Your instructions –
In the data below, the answer is the run of lines from the line containing "pub const TOGGLE_BUTTON_ACTIVE_STYLE: &str" through the line containing "pub const TABLE_HEADER_STYLE: &str", both included; print it exactly and nothing else.

----------------

//! Shared page layout, styles and number formatting for the HTML views.

use std::sync::OnceLock;

use maud::{DOCTYPE, Markup, PreEscaped, html};
use numfmt::{Formatter, Precision};

// Card styles
pub const CARD_STYLE: &str = "bg-white dark:bg-gray-800 border border-gray-200 \
    dark:border-gray-700 rounded-lg p-4 shadow-md";
pub const CARD_TITLE_STYLE: &str = "text-lg font-semibold mb-2";
pub const CAPTION_STYLE: &str = "text-sm text-gray-600 dark:text-gray-400";

// Form styles
pub const FORM_LABEL_STYLE: &str = "block mb-1 text-sm font-medium text-gray-900 dark:text-white";
pub const FORM_SELECT_STYLE: &str = "block w-full p-2 rounded text-sm \
    text-gray-900 dark:text-white bg-gray-50 dark:bg-gray-700 \
    border border-gray-300 dark:border-gray-600 \
    focus:ring-blue-600 focus:border-blue-600";
pub const TOGGLE_BUTTON_STYLE: &str = "px-3 py-1.5 text-sm font-medium \
    border border-gray-300 dark:border-gray-600 first:rounded-s last:rounded-e \
    text-gray-900 bg-white hover:bg-gray-100 dark:bg-gray-800 dark:text-white \
    dark:hover:bg-gray-700";
pub const TOGGLE_BUTTON_ACTIVE_STYLE: &str = "px-3 py-1.5 text-sm font-medium \
    border border-blue-600 first:rounded-s last:rounded-e \
    text-white bg-blue-600 dark:bg-blue-500";

// Table styles
pub const TABLE_HEADER_STYLE: &str = "text-xs text-gray-700 uppercase \
    bg-gray-50 dark:bg-gray-700 dark:text-gray-400";

pub const TABLE_ROW_STYLE: &str = "bg-white border-b dark:bg-gray-800 dark:border-gray-700";

pub const TABLE_CELL_STYLE: &str = "px-4 py-2";

// Page container
pub const PAGE_CONTAINER_STYLE: &str = "flex flex-col items-center px-2 lg:px-6 py-6 \
    mx-auto max-w-screen-xl text-gray-900 dark:text-white";

pub const ECHARTS_SCRIPT: &str = "https://cdn.jsdelivr.net/npm/echarts@5.6.0/dist/echarts.min.js";

pub enum HeadElement {
    /// The file path or URL to a JavaScript script.
    ScriptLink(String),
    /// JavaScript source code.
    ScriptSource(PreEscaped<String>),
}

pub fn base(title: &str, head_elements: &[HeadElement], content: &Markup) -> Markup {
    html! {
        (DOCTYPE)
        html lang="en"
        {
            head
            {
                meta charset="UTF-8";
                meta name="viewport" content="width=device-width, initial-scale=1.0";
                title { (title) " - AI Adoption Dashboard" }
                link href="/static/main.css" rel="stylesheet";

                script src="https://cdn.tailwindcss.com" {}
                script src="https://unpkg.com/htmx.org@2.0.8" {}
                script src="https://unpkg.com/htmx-ext-response-targets@2.0.4" {}

                style
                {
                    r#"
                    .htmx-indicator {
                        display: none;
                    }

                    .htmx-request .htmx-indicator,
                    .htmx-request.htmx-indicator {
                        display: inline;
                    }

                    .echarts-tooltip {
                        z-index: 30 !important;
                    }
                    "#
                }

                @for element in head_elements
                {
                    @match element
                    {
                        HeadElement::ScriptSource(text) => script { (text) }
                        HeadElement::ScriptLink(path) => script src=(path) {}
                    }
                }
            }

            body
                hx-ext="response-targets"
                class="container max-w-full min-h-screen bg-gray-50 dark:bg-gray-900"
            {
                (content)

                // Alert container for out-of-band swaps
                div
                    id="alert-container"
                    class="w-full max-w-md px-4"
                    style="position: fixed; bottom: 1rem; left: 50%; transform: translateX(-50%); z-index: 9999;"
                {}
            }
        }
    }
}

pub fn error_view(title: &str, header: &str, description: &str, fix: &str) -> Markup {
    // Template adapted from https://flowbite.com/blocks/marketing/404/
    let content = html!(
        section class="bg-white dark:bg-gray-900"
        {
            div class="py-8 px-4 mx-auto max-w-screen-xl lg:py-16 lg:px-6"
            {
                div
                    id="load-error"
                    role="alert"
                    class="mx-auto max-w-screen-sm text-center"
                {
                    h1
                        class="mb-4 text-7xl tracking-tight font-extrabold
                            lg:text-9xl text-blue-600 dark:text-blue-500"
                    {
                        (header)
                    }

                    p
                        class="mb-4 text-3xl md:text-4xl tracking-tight
                            font-bold text-gray-900 dark:text-white"
                    {
                        (description)
                    }

                    p
                        class="mb-4 text-1xl md:text-2xl tracking-tight
                            text-gray-900 dark:text-white"
                    {
                        (fix)
                    }

                    a
                        href="/"
                        class="inline-flex text-white bg-blue-600
                            hover:bg-blue-800 focus:ring-4 focus:outline-hidden
                            focus:ring-blue-300 font-medium rounded text-sm px-5
                            py-2.5 text-center dark:focus:ring-blue-900 my-4"
                    {
                        "Back to Dashboard"
                    }
                }
            }
        }
    );

    base(title, &[], &content)
}

fn thousands_formatter() -> &'static Formatter {
    static FORMATTER: OnceLock<Formatter> = OnceLock::new();

    FORMATTER.get_or_init(|| {
        Formatter::new()
            .separator(',')
            .expect("',' is a valid separator")
            .precision(Precision::Decimals(0))
    })
}

/// Formats a count with thousands separators, e.g. "12,345".
pub fn format_count(number: f64) -> String {
    thousands_formatter().fmt_string(number.round())
}

/// Formats a dollar amount in thousands with one decimal place, e.g. "$12.3k".
pub fn format_thousands_of_dollars(amount: f64) -> String {
    format!("${:.1}k", amount / 1000.0)
}

/// Formats an amount already expressed in millions of dollars, e.g. "$2.4M".
pub fn format_millions_of_dollars(amount: f64) -> String {
    format!("${amount:.1}M")
}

----------------

Written solution –
pub const TOGGLE_BUTTON_ACTIVE_STYLE: &str = "px-3 py-1.5 text-sm font-medium \
    border border-blue-600 first:rounded-s last:rounded-e \
    text-white bg-blue-600 dark:bg-blue-500";

// Table styles
pub const TABLE_HEADER_STYLE: &str = "text-xs text-gray-700 uppercase \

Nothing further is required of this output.